The man (scientist) who built the first calculator in the world
Physicist Jack Kilby must have gone “crazy” when the company he worked for, Texas Instruments, almost ignored his invention. In the summer of 1958, the American scientist, while his colleagues were on vacation, improvising based on his knowledge and imagination, made the first chip in the world. It took ten years for this discovery to take its final form and be the first portable calculator or otherwise known computer.

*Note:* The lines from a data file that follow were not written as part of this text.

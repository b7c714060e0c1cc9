use reclaim_config::ReclaimConfig;
use reclaim_core::{
    constants::{DEFAULT_LOG_FILTER, RECLAIM_LOG_VAR},
    ReleaseTrigger, ResourceId,
};
use tracing_subscriber::{fmt, layer::SubscriberExt, util::SubscriberInitExt, EnvFilter};

// Re-export tracing macros for convenience
pub use tracing::{debug, error, info, instrument, span, trace, warn, Level, Span};

/// Initialize the tracing system
///
/// The filter comes from `RECLAIM_LOG`, then `RUST_LOG`, then falls back to
/// `info`. Returns an error if a global subscriber is already installed.
pub fn init() -> Result<(), Box<dyn std::error::Error + Send + Sync + 'static>> {
    let filter = EnvFilter::try_from_env(RECLAIM_LOG_VAR)
        .or_else(|_| EnvFilter::try_from_default_env())
        .or_else(|_| EnvFilter::try_new(DEFAULT_LOG_FILTER))?;

    install(filter)
}

/// Initialize the tracing system with an explicit filter directive
pub fn init_with_filter(
    directive: &str,
) -> Result<(), Box<dyn std::error::Error + Send + Sync + 'static>> {
    install(EnvFilter::try_new(directive)?)
}

/// Initialize the tracing system with the configured `log_filter`
pub fn init_from_config(
    config: &ReclaimConfig,
) -> Result<(), Box<dyn std::error::Error + Send + Sync + 'static>> {
    init_with_filter(&config.log_filter)
}

fn install(filter: EnvFilter) -> Result<(), Box<dyn std::error::Error + Send + Sync + 'static>> {
    let fmt_layer = fmt::layer()
        .with_writer(std::io::stderr)
        .with_ansi(is_tty())
        .compact()
        .with_target(true)
        .with_thread_ids(false)
        .with_level(true);

    tracing_subscriber::registry()
        .with(filter)
        .with(fmt_layer)
        .try_init()?;

    Ok(())
}

/// Check if we're running in a TTY environment
fn is_tty() -> bool {
    std::io::IsTerminal::is_terminal(&std::io::stderr())
}

/// Create a span covering the lifetime of one resource
pub fn resource_span(id: ResourceId, label: &str) -> Span {
    span!(Level::DEBUG, "resource", resource_id = %id, resource = %label)
}

/// Emit a structured event for a successful acquisition
pub fn resource_acquired(id: ResourceId, label: &str) {
    debug!(resource_id = %id, resource = %label, "resource_acquired");
}

/// Emit a structured event for the first, effective release
pub fn resource_released(id: ResourceId, label: &str, trigger: ReleaseTrigger) {
    match trigger {
        ReleaseTrigger::Owner => {
            debug!(resource_id = %id, resource = %label, trigger = %trigger, "resource_released");
        }
        ReleaseTrigger::Fallback => {
            // The owner forgot to release; worth surfacing
            info!(resource_id = %id, resource = %label, trigger = %trigger, "resource_released");
        }
    }
}

/// Emit a structured event for a cleanup step that failed during release
pub fn release_failed(id: ResourceId, label: &str, step: &str, err: &dyn std::error::Error) {
    warn!(
        resource_id = %id,
        resource = %label,
        step = %step,
        error = %err,
        "release_failed"
    );
}

/// Emit a structured event when the live count is over its threshold
pub fn pressure_detected(live: usize, threshold: usize) {
    warn!(live = %live, threshold = %threshold, "live_pressure");
}
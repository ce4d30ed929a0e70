use chrono::NaiveDate;
use std::collections::BTreeMap;
use thiserror::Error;

use crate::domain::{DailyTotal, Sample};

/// Longest span accepted by daily-range queries, in days between start and end
pub const MAX_DAILY_RANGE_DAYS: i64 = 90;

/// Rejected query parameters
#[derive(Debug, Clone, PartialEq, Eq, Error)]
pub enum QueryError {
    #[error("Invalid date format: {0:?}. Use YYYY-MM-DD")]
    InvalidDate(String),
    #[error("end_date {end} cannot be before start_date {start}")]
    EndBeforeStart { start: NaiveDate, end: NaiveDate },
    #[error("Date range cannot exceed {max_days} days")]
    RangeTooLong { max_days: i64 },
}

/// Parse a `YYYY-MM-DD` query date
pub fn parse_date(raw: &str) -> Result<NaiveDate, QueryError> {
    NaiveDate::parse_from_str(raw, "%Y-%m-%d").map_err(|_| QueryError::InvalidDate(raw.to_string()))
}

/// Inclusive calendar-date range
#[derive(Debug, Clone, Copy, PartialEq, Eq)]
pub struct DateRange {
    pub start: NaiveDate,
    pub end: NaiveDate,
}

impl DateRange {
    pub fn new(start: NaiveDate, end: NaiveDate) -> Result<Self, QueryError> {
        if end < start {
            return Err(QueryError::EndBeforeStart { start, end });
        }
        Ok(Self { start, end })
    }

    /// Range for per-day aggregation, capped at [`MAX_DAILY_RANGE_DAYS`]
    pub fn daily(start: NaiveDate, end: NaiveDate) -> Result<Self, QueryError> {
        let range = Self::new(start, end)?;
        if (end - start).num_days() > MAX_DAILY_RANGE_DAYS {
            return Err(QueryError::RangeTooLong {
                max_days: MAX_DAILY_RANGE_DAYS,
            });
        }
        Ok(range)
    }

    pub fn contains(&self, date: NaiveDate) -> bool {
        self.start <= date && date <= self.end
    }

    pub fn days(&self) -> impl Iterator<Item = NaiveDate> {
        let end = self.end;
        self.start.iter_days().take_while(move |day| *day <= end)
    }
}

/// Keep every `len / limit`-th item from index 0 when there are more than `limit`.
///
/// A `limit` of 0 disables downsampling.
pub fn downsample<T>(items: Vec<T>, limit: usize) -> Vec<T> {
    if limit == 0 || items.len() <= limit {
        return items;
    }
    let stride = items.len() / limit;
    items.into_iter().step_by(stride).collect()
}

/// Hours represented by one sample
pub fn interval_hours(polling_interval_secs: u64) -> f64 {
    polling_interval_secs as f64 / 3600.0
}

/// Per-day energy totals over a date range, filled one sample at a time
pub struct DailyAccumulator {
    range: DateRange,
    interval_hours: f64,
    totals: BTreeMap<NaiveDate, DailyTotal>,
}

impl DailyAccumulator {
    pub fn new(range: DateRange, interval_hours: f64) -> Self {
        Self {
            range,
            interval_hours,
            totals: BTreeMap::new(),
        }
    }

    pub fn add(&mut self, sample: &Sample) {
        let date = sample.date();
        if !self.range.contains(date) {
            return;
        }
        self.totals
            .entry(date)
            .or_insert_with(|| DailyTotal::empty(date))
            .accumulate(sample, self.interval_hours);
    }

    /// One total per calendar day in the range, empty days included
    pub fn finish(mut self) -> Vec<DailyTotal> {
        self.range
            .days()
            .map(|day| {
                self.totals
                    .remove(&day)
                    .unwrap_or_else(|| DailyTotal::empty(day))
            })
            .collect()
    }
}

In 1959, also a physicist, Robert Noyes, who worked for Fairchild, also made a microchip. Kilby, meanwhile, had obtained patent number 3,138,743. Later it would be very useful to him since there were legal disputes over the paternity of the portable calculator. In the end, however, a compromise was reached.

In 1982, Jack Kilby was listed for his invention alongside his great American fellow inventors, such as Thomas Edison and the Wright brothers. In 2000 he was awarded the Nobel Prize in Physics. However in the 1950s the “big heads” of computer science could not really appreciate the value of his invention.
On March 29, 1967, the American physicist presented the famous “Cal Tech” to the director of Texas Instruments. The small black aluminum box was as thick as a dictionary, weighed 1.25 kg and certainly did not fit in any pocket. However it was portable and could work with batteries. He was also able to add six-digit numbers, subtract, multiply and divide. He could not do more complex mathematical operations. Again, however, the enthusiasm of Jack Kilby’s bosses was not great. However, they gave permission to the Japanese company Canon to build it and in 1970 the Pocketronic was released. In the US market it cost $ 400. In Germany about 2,000 German marks, about the size of a used car.
However, over time, prices fell and in 1974 they cost around 100 euros. The following years experienced an incredible bloom. Sales in Germany in 1999 alone reached 4.4 million. Today, of course, all smartphones have calculators. However, 2.6 million pieces were sold in Germany last year.
An invention that changed a lot in our daily lives. Who today could have imagined making accounts without a calculator?